DI FRANCIS WHEEN
Uno squattrinato richiedente asilo è stato fatto oggetto di denigrazione su due intere pagine di un giornale scandalistico britannico di destra. Non ci sorprende, eccetto, forse, per il fatto che il poveraccio in questione è morto nel 1883. “Marx il mostro”: ecco la reazione infuriata alla notizia che migliaia di ascoltatori del quarto canale della BBC hanno scelto Marx come loro pensatore preferito.
“I suoi discepoli in fatto di genocidi comprendono Stalin, Mao, Pol Pot, e –persino – Mugabe. Perché allora Karl Marx è stato eletto il maggiore filosofo di tutti i tempi?” si chiede l’articolo.
Lo sbalordimento è comprensibile. Quindici anni dopo il crollo del comunismo nell’Europa Orientale, sembrava esserci un consenso generale sul fatto che Marx avesse ormai fatto il suo tempo. Aveva esalato il suo ultimo respiro ed era stato per sempre sepolto sotto le macerie del muro di Berlino. Non occorreva più pensarci – né leggerlo – ormai.
“Quello cui stiamo assistendo”, affermò Francis Fukuyama al termine della Guerra Fredda, “Non è solamente … la fine di un particolare periodo della storia successiva alla Seconda Guerra Mondiale, ma è la fine della storia in quanto tale: cioè, il punto d’arrivo dell’evoluzione ideologica dell’uomo”.
Ma la storia doveva ritornare come vendetta. A partire dall’agosto 1998, il crollo dell’economia russa, il collasso monetario in Asia e il panico nei mercati mondiali, costrinsero il Financial Times a chiedersi se non fossimo passati “dal trionfo del capitalismo globale alla sua crisi in poco meno di un decennio”. L’articolo era intitolato: “Das Kapital revisited”.

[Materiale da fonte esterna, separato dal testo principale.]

//! Movie business logic service.
//!
//! Validates movie data, checks referenced categories and forwards to the
//! movie repository.

use crate::database::models::{Movie, MovieData};
use crate::errors::{ServiceError, ServiceResult};
use crate::repositories::movie_repository::MovieRepository;
use crate::services::category_service::CategoryService;
use sqlx::SqlitePool;
use validator::Validate;

pub struct MovieService<'a> {
    /// Shared database connection pool
    pool: &'a SqlitePool,
}

impl<'a> MovieService<'a> {
    /// Creates a new MovieService instance.
    ///
    /// # Arguments
    /// * `pool` - Reference to SQLite connection pool
    pub fn new(pool: &'a SqlitePool) -> Self {
        Self { pool }
    }

    /// Active movies in insertion order.
    pub async fn list_movies(&self) -> ServiceResult<Vec<Movie>> {
        Ok(MovieRepository::new(self.pool).list_active_movies().await?)
    }

    /// Active movies tagged with the category `slug`.
    pub async fn movies_by_category(&self, slug: &str) -> ServiceResult<Vec<Movie>> {
        Ok(MovieRepository::new(self.pool)
            .list_active_movies_by_category_slug(slug)
            .await?)
    }

    /// Any movie by id, including inactive ones.
    pub async fn get_movie(&self, id: i64) -> ServiceResult<Option<Movie>> {
        Ok(MovieRepository::new(self.pool).get_movie_by_id(id).await?)
    }

    /// Creates a movie with full validation.
    ///
    /// # Errors
    /// Returns `ServiceError` for:
    /// - Validation failures
    /// - Unknown category ids
    pub async fn create_movie(&self, data: MovieData) -> ServiceResult<Movie> {
        self.validate(&data).await?;

        let movie = MovieRepository::new(self.pool).create_movie(&data).await?;
        tracing::info!("Created movie {} ({})", movie.id, movie.title);
        Ok(movie)
    }

    /// Overwrites a movie; absent uploads keep the current images.
    pub async fn update_movie(&self, id: i64, data: MovieData) -> ServiceResult<Movie> {
        self.validate(&data).await?;

        let movie = MovieRepository::new(self.pool)
            .update_movie(id, &data)
            .await?
            .ok_or_else(|| ServiceError::not_found("Movie", id))?;
        tracing::info!("Updated movie {}", movie.id);
        Ok(movie)
    }

    pub async fn delete_movie(&self, id: i64) -> ServiceResult<()> {
        if !MovieRepository::new(self.pool).delete_movie(id).await? {
            return Err(ServiceError::not_found("Movie", id));
        }
        tracing::info!("Deleted movie {}", id);
        Ok(())
    }

    /// Deletes the whole catalog of movies.
    ///
    /// # Returns
    /// Number of movies removed
    pub async fn delete_all_movies(&self) -> ServiceResult<u64> {
        let count = MovieRepository::new(self.pool).delete_all_movies().await?;
        tracing::warn!("Deleted all {} movies", count);
        Ok(count)
    }

    /// Runs the checks a create (`id` is `None`) or an update of `id` would,
    /// without writing anything.
    pub async fn check(&self, id: Option<i64>, data: &MovieData) -> ServiceResult<()> {
        if let Some(id) = id {
            if self.get_movie(id).await?.is_none() {
                return Err(ServiceError::not_found("Movie", id));
            }
        }
        self.validate(data).await
    }

    async fn validate(&self, data: &MovieData) -> ServiceResult<()> {
        data.validate()
            .map_err(ServiceError::from_validation_errors)?;

        CategoryService::new(self.pool)
            .ensure_categories_exist(&data.category_ids)
            .await
    }
}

Persino coloro che hanno tratto i maggiori guadagni dal sistema iniziarono a porre la questione della sua sostenibilità. Lo speculatore miliardario George Soros ci avverte ora che l’istinto gregario dei capitalisti come lui deve essere controllato, prima che calpestino tutti gli altri.
“Marx e Engels effettuarono un’analisi eccellente del sistema capitalistico 150 anni fa. Migliore, in qualche misura – devo dirlo – rispetto alle teorie dell’equilibrio dell’economia classica”, Scrive Soros.
“La principale ragione per la quale le loro tremende previsioni non si sono avverate, sta nell’intervento compensatore della politica nei paesi democratici. Sfortunatamente, rischiamo ancora oggi di trarre da questa lezione storica delle conclusioni errate. Stavolta il pericolo non ci viene dal comunismo, ma dal fondamentalismo dei mercati”, avverte Soros.
Nell’ottobre 1997, il corrispondente economico del New Yorker, John Cassidy, riferì la seguente conversazione con un banchiere: “Più tempo passo a Wall Street, più mi convinco che Marx aveva ragione. Sono assolutamente convinto che l’approccio marxiano sia il miglior punto di vista sul capitalismo”
Incuriosito, Cassidy lesse Marx per la prima volta nella sua vita. Trovò “avvincenti capitoli su: globalizzazione, diseguaglianza, corruzione politica, monopoli, progresso tecnologico, sul declino della cultura superiore e sulla natura nevrotica e snervante della vita moderna – tutte cose con le quali gli economisti si confrontano oggi per la prima volta, senza rendersi conto che stanno camminando sulle orme di Marx”.
Riferendosi al famoso slogan coniato da James Carville per la campagna elettorale di Bill Clinton del 1992 (“It’s economy, stupid”), Cassidy sottolinea come “La definizione data da Marx della sua teoria”, fosse “la concezione materialistica della storia”, e che ormai è ampiamente accettato il fatto che gli analisti di tutte le forze politiche la utilizzino, come fa Carville, senza distinzioni di sorta.
Come il gentiluomo borghese di Molière, che scopre con sua meraviglia di parlare da quarant’anni in prosa senza saperlo, molti dei rappresentanti delle borghesie dell’Occidente hanno assorbito le idee di Marx senza rendersene conto. Fu una tardiva lettura di Marx negli anni ’90 che ispirò al giornalista finanziario James Buchanan l’idea di scrivere il suo brillante saggio “Frozen Desire: Un’indagine sul significato del denaro”.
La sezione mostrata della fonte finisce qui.